■ **AIM OF THE EXERCISE**:
Read through the lines below and copy the ones holding the string "EscalationCandidate".

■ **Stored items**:

****************************************

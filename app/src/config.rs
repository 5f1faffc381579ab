//! Application configuration

use fieldwatch_sensors::{
    calibration::CalibrationOptions, CalibrationConfig, EscalationConfig, EvaluatorConfig,
    NotificationDispatcher,
};
use fieldwatch_store::NotificationMethod;
use serde::{Deserialize, Serialize};
use std::path::{Path, PathBuf};
use std::time::Duration;

/// Name of the reading journal inside the data directory
pub const JOURNAL_FILE: &str = "readings.jsonl";

#[derive(Debug, thiserror::Error)]
pub enum ConfigError {
    #[error("cannot read {path:?}: {source}")]
    Read {
        path: PathBuf,
        source: std::io::Error,
    },

    #[error("invalid configuration in {path:?}: {source}")]
    Parse {
        path: PathBuf,
        source: toml::de::Error,
    },

    #[error("cannot render configuration: {0}")]
    Render(#[from] toml::ser::Error),
}

/// Application configuration
#[derive(Debug, Clone, Serialize, Deserialize)]
pub struct AppConfig {
    /// Directory holding the reading journal
    #[serde(default = "default_data_dir")]
    pub data_directory: String,

    /// Devices, sensors and rules to load at startup
    #[serde(default = "default_fleet_file")]
    pub fleet_file: String,

    /// Append every stored reading to the journal
    #[serde(default = "default_true")]
    pub journal_readings: bool,

    /// Escalation scheduler period in seconds
    #[serde(default = "default_escalation_interval")]
    pub escalation_interval_secs: u64,

    /// How long rule sets are cached
    #[serde(default = "default_rule_cache_ttl")]
    pub rule_cache_ttl_secs: u64,

    /// Window in which repeat violations fold into the open alert
    #[serde(default = "default_dedup_window")]
    pub dedup_window_secs: u64,

    /// How long calibration results are cached
    #[serde(default = "default_calibration_cache_ttl")]
    pub calibration_cache_ttl_secs: u64,

    /// Recalibrate all sensors this often; 0 disables the job
    #[serde(default = "default_calibration_interval")]
    pub calibration_interval_hours: u64,

    /// Per-channel delivery timeout
    #[serde(default = "default_notification_timeout")]
    pub notification_timeout_secs: u64,

    /// Channels the daemon registers
    #[serde(default = "default_notification_methods")]
    pub notification_methods: Vec<NotificationMethod>,

    /// Tracing filter used when RUST_LOG is unset
    #[serde(default)]
    pub log_filter: Option<String>,

    /// Emit JSON log lines
    #[serde(default)]
    pub log_json: bool,

    #[serde(default)]
    pub calibration: CalibrationOptions,

    /// Path to config file (for reference)
    #[serde(skip)]
    pub config_path: PathBuf,
}

fn default_data_dir() -> String { "/var/lib/fieldwatch".to_string() }
fn default_fleet_file() -> String { "/etc/fieldwatch/fleet.toml".to_string() }
fn default_true() -> bool { true }
fn default_escalation_interval() -> u64 { 60 }
fn default_rule_cache_ttl() -> u64 { 300 }
fn default_dedup_window() -> u64 { 300 }
fn default_calibration_cache_ttl() -> u64 { 3600 }
fn default_calibration_interval() -> u64 { 24 }
fn default_notification_timeout() -> u64 { 10 }
fn default_notification_methods() -> Vec<NotificationMethod> {
    vec![
        NotificationMethod::Email,
        NotificationMethod::Sms,
        NotificationMethod::Chat,
        NotificationMethod::Push,
        NotificationMethod::Webhook,
    ]
}

impl Default for AppConfig {
    fn default() -> Self {
        Self {
            data_directory: default_data_dir(),
            fleet_file: default_fleet_file(),
            journal_readings: true,
            escalation_interval_secs: default_escalation_interval(),
            rule_cache_ttl_secs: default_rule_cache_ttl(),
            dedup_window_secs: default_dedup_window(),
            calibration_cache_ttl_secs: default_calibration_cache_ttl(),
            calibration_interval_hours: default_calibration_interval(),
            notification_timeout_secs: default_notification_timeout(),
            notification_methods: default_notification_methods(),
            log_filter: None,
            log_json: false,
            calibration: CalibrationOptions::default(),
            config_path: PathBuf::new(),
        }
    }
}

impl AppConfig {
    /// Load configuration from standard paths
    pub fn load() -> Result<Self, ConfigError> {
        let mut config_paths = vec![PathBuf::from("/etc/fieldwatch/config.toml")];
        if let Some(dir) = dirs::config_dir() {
            config_paths.push(dir.join("fieldwatch/config.toml"));
        }
        config_paths.push(PathBuf::from("./config.toml"));

        for path in &config_paths {
            if path.exists() {
                return Self::load_from(path);
            }
        }

        tracing::warn!("No configuration file found, using defaults");
        Ok(Self::default())
    }

    /// Load configuration from specific path
    pub fn load_from(path: &Path) -> Result<Self, ConfigError> {
        let content = std::fs::read_to_string(path).map_err(|source| ConfigError::Read {
            path: path.to_path_buf(),
            source,
        })?;
        let mut config: AppConfig = toml::from_str(&content).map_err(|source| ConfigError::Parse {
            path: path.to_path_buf(),
            source,
        })?;
        config.config_path = path.to_path_buf();
        Ok(config)
    }

    /// Explicit path wins over the search path.
    pub fn resolve(explicit: Option<&Path>) -> Result<Self, ConfigError> {
        match explicit {
            Some(path) => Self::load_from(path),
            None => Self::load(),
        }
    }

    pub fn journal_path(&self) -> PathBuf {
        Path::new(&self.data_directory).join(JOURNAL_FILE)
    }

    pub fn evaluator_config(&self) -> EvaluatorConfig {
        EvaluatorConfig {
            rule_cache_ttl: seconds(self.rule_cache_ttl_secs),
            dedup_window: seconds(self.dedup_window_secs),
        }
    }

    pub fn escalation_config(&self) -> EscalationConfig {
        EscalationConfig {
            // A zero period would make tokio's interval panic
            interval: Duration::from_secs(self.escalation_interval_secs.max(1)),
        }
    }

    pub fn calibration_config(&self) -> CalibrationConfig {
        CalibrationConfig {
            cache_ttl: seconds(self.calibration_cache_ttl_secs),
            options: self.calibration.clone(),
        }
    }

    pub fn calibration_interval(&self) -> Option<Duration> {
        (self.calibration_interval_hours > 0)
            .then(|| Duration::from_secs(self.calibration_interval_hours.saturating_mul(3600)))
    }

    /// Dispatcher with a logging channel per configured method
    pub fn dispatcher(&self) -> NotificationDispatcher {
        NotificationDispatcher::logging(
            &self.notification_methods,
            Duration::from_secs(self.notification_timeout_secs),
        )
    }

    /// Generate example configuration
    pub fn example() -> Result<String, ConfigError> {
        let config = Self {
            data_directory: "/var/lib/fieldwatch".to_string(),
            fleet_file: "/etc/fieldwatch/fleet.toml".to_string(),
            log_filter: Some("info,fieldwatch_sensors=debug".to_string()),
            ..Default::default()
        };

        let body = toml::to_string_pretty(&config)?;
        Ok(format!(
            "# FieldWatch Configuration File\n#\n\
             # Copy this file to /etc/fieldwatch/config.toml or ~/.config/fieldwatch/config.toml\n\n{}",
            body
        ))
    }
}

fn seconds(secs: u64) -> chrono::Duration {
    chrono::Duration::from_std(Duration::from_secs(secs))
        .unwrap_or_else(|_| chrono::Duration::weeks(52 * 100))
}

/// Helper for getting config directories
mod dirs {
    use std::path::PathBuf;

    pub fn config_dir() -> Option<PathBuf> {
        std::env::var("XDG_CONFIG_HOME")
            .ok()
            .map(PathBuf::from)
            .or_else(|| {
                std::env::var("HOME")
                    .ok()
                    .map(|h| PathBuf::from(h).join(".config"))
            })
    }
}
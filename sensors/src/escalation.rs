//! Escalation Engine
//!
//! Periodically advances unacknowledged alerts one level at a time and fans
//! the escalation out to the rule's notification channels.
//!
//! Each alert is processed by at most one task at a time: an [`InFlight`]
//! set hands out RAII permits keyed by alert id, so overlapping ticks skip
//! alerts that are still being handled. Suppressed alerts only have their
//! `last_escalated` stamp refreshed; they keep their level.

use crate::notify::{DispatchReport, Notification, NotificationDispatcher};
use crate::Result;
use fieldwatch_store::{AlertId, Clock, EscalationCandidate, SuppressionCheck, TelemetryStore};
use serde::Serialize;
use std::collections::HashSet;
use std::sync::{Arc, Mutex};
use std::time::Duration;
use tokio::task::JoinSet;
use tokio_util::sync::CancellationToken;

#[derive(Debug, Clone)]
pub struct EscalationConfig {
    /// Scheduler period
    pub interval: Duration,
}

impl Default for EscalationConfig {
    fn default() -> Self {
        Self {
            interval: Duration::from_secs(60),
        }
    }
}

/// Alert ids currently being escalated
#[derive(Debug, Clone, Default)]
pub struct InFlight {
    ids: Arc<Mutex<HashSet<AlertId>>>,
}

impl InFlight {
    pub fn new() -> Self {
        Self::default()
    }

    /// Claim `id`, or `None` if another task holds it.
    pub fn try_acquire(&self, id: AlertId) -> Option<InFlightPermit> {
        let mut ids = self.ids.lock().unwrap_or_else(|e| e.into_inner());
        if !ids.insert(id) {
            return None;
        }
        Some(InFlightPermit {
            id,
            ids: Arc::clone(&self.ids),
        })
    }

    pub fn contains(&self, id: AlertId) -> bool {
        self.ids
            .lock()
            .unwrap_or_else(|e| e.into_inner())
            .contains(&id)
    }
}

/// Released when dropped
#[derive(Debug)]
pub struct InFlightPermit {
    id: AlertId,
    ids: Arc<Mutex<HashSet<AlertId>>>,
}

impl Drop for InFlightPermit {
    fn drop(&mut self) {
        self.ids
            .lock()
            .unwrap_or_else(|e| e.into_inner())
            .remove(&self.id);
    }
}

/// What one tick did
#[derive(Debug, Clone, Default, Serialize)]
pub struct TickReport {
    pub escalated: usize,
    pub suppressed: usize,
    pub skipped_in_flight: usize,
    /// Handled by an overlapping tick after this one listed it
    pub skipped_stale: usize,
    pub failed: usize,
}

enum Step {
    Escalated { level: u32, dispatch: DispatchReport },
    Suppressed,
    Stale,
}

#[derive(Clone)]
pub struct EscalationEngine {
    store: Arc<dyn TelemetryStore>,
    suppression: Arc<dyn SuppressionCheck>,
    dispatcher: Arc<NotificationDispatcher>,
    clock: Arc<dyn Clock>,
    in_flight: InFlight,
    config: EscalationConfig,
}

impl EscalationEngine {
    pub fn new(
        store: Arc<dyn TelemetryStore>,
        suppression: Arc<dyn SuppressionCheck>,
        dispatcher: Arc<NotificationDispatcher>,
        clock: Arc<dyn Clock>,
        config: EscalationConfig,
    ) -> Self {
        Self {
            store,
            suppression,
            dispatcher,
            clock,
            in_flight: InFlight::new(),
            config,
        }
    }

    /// Share an in-flight set with another engine instance.
    pub fn with_in_flight(mut self, in_flight: InFlight) -> Self {
        self.in_flight = in_flight;
        self
    }

    pub fn in_flight(&self) -> &InFlight {
        &self.in_flight
    }

    /// Run one scan. A store error while listing candidates aborts the
    /// tick; errors on individual alerts are counted in the report.
    pub async fn run_tick(&self) -> Result<TickReport> {
        let now = self.clock.now();
        let candidates = self.store.escalation_candidates(now).await?;
        let mut report = TickReport::default();
        let mut tasks = JoinSet::new();

        for candidate in candidates {
            let alert_id = candidate.alert.id;
            let Some(permit) = self.in_flight.try_acquire(alert_id) else {
                tracing::debug!(alert_id, "Escalation already in flight");
                report.skipped_in_flight += 1;
                continue;
            };

            let engine = self.clone();
            tasks.spawn(async move {
                let _permit = permit;
                (alert_id, engine.escalate(candidate).await)
            });
        }

        while let Some(joined) = tasks.join_next().await {
            match joined {
                Ok((_, Ok(Step::Escalated { level, dispatch }))) => {
                    report.escalated += 1;
                    if !dispatch.all_delivered() {
                        tracing::debug!(level, failed = dispatch.failed.len(), "Partial delivery");
                    }
                }
                Ok((_, Ok(Step::Suppressed))) => report.suppressed += 1,
                Ok((_, Ok(Step::Stale))) => report.skipped_stale += 1,
                Ok((alert_id, Err(e))) => {
                    tracing::error!(alert_id, error = %e, "Escalation failed");
                    report.failed += 1;
                }
                Err(e) => {
                    tracing::error!(error = %e, "Escalation task panicked");
                    report.failed += 1;
                }
            }
        }

        if report.escalated + report.suppressed + report.failed > 0 {
            tracing::info!(
                escalated = report.escalated,
                suppressed = report.suppressed,
                skipped = report.skipped_in_flight,
                stale = report.skipped_stale,
                failed = report.failed,
                "Escalation tick complete"
            );
        }

        Ok(report)
    }

    async fn escalate(&self, candidate: EscalationCandidate) -> Result<Step> {
        let EscalationCandidate { alert, rule, device } = candidate;
        let now = self.clock.now();

        // The candidate list may predate another tick's escalation of the
        // same alert; only the stored row under the permit counts
        let alert = match self.store.alert(alert.id).await? {
            Some(current) if rule.is_due(&current, now) => current,
            _ => {
                tracing::debug!(alert_id = alert.id, "Alert no longer due, skipping");
                return Ok(Step::Stale);
            }
        };

        if self
            .suppression
            .is_suppressed(alert.device_id, &alert.alert_type, alert.severity)
            .await?
        {
            self.store.touch_escalation(alert.id, now).await?;
            tracing::debug!(alert_id = alert.id, "Escalation deferred by silent window");
            return Ok(Step::Suppressed);
        }

        let level = alert.escalation_level + 1;
        self.store.record_escalation(alert.id, level, now).await?;
        tracing::info!(
            alert_id = alert.id,
            rule_id = rule.id,
            level,
            max_level = rule.max_escalation_level,
            "Alert escalated"
        );

        // Delivery failures are reported but do not undo the escalation
        let notification = Notification::new(device, alert, level, rule.recipients.clone());
        let dispatch = self
            .dispatcher
            .dispatch(&rule.notification_methods, &notification)
            .await;

        Ok(Step::Escalated { level, dispatch })
    }

    /// Tick every `interval` until `cancel` fires. A tick that has started
    /// runs to completion before the loop exits.
    pub async fn run(&self, cancel: CancellationToken) {
        let mut interval = tokio::time::interval(self.config.interval);
        interval.set_missed_tick_behavior(tokio::time::MissedTickBehavior::Delay);

        tracing::info!(interval = ?self.config.interval, "Escalation scheduler started");

        loop {
            tokio::select! {
                biased;
                _ = cancel.cancelled() => break,
                _ = interval.tick() => {
                    if let Err(e) = self.run_tick().await {
                        tracing::warn!(error = %e, "Escalation tick aborted, retrying next interval");
                    }
                }
            }
        }

        tracing::info!("Escalation scheduler stopped");
    }
}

****************************************

■ **THE ANSWER**:
use fieldwatch_store::{AlertId, Clock, EscalationCandidate, SuppressionCheck, TelemetryStore};
    async fn escalate(&self, candidate: EscalationCandidate) -> Result<Step> {
        let EscalationCandidate { alert, rule, device } = candidate;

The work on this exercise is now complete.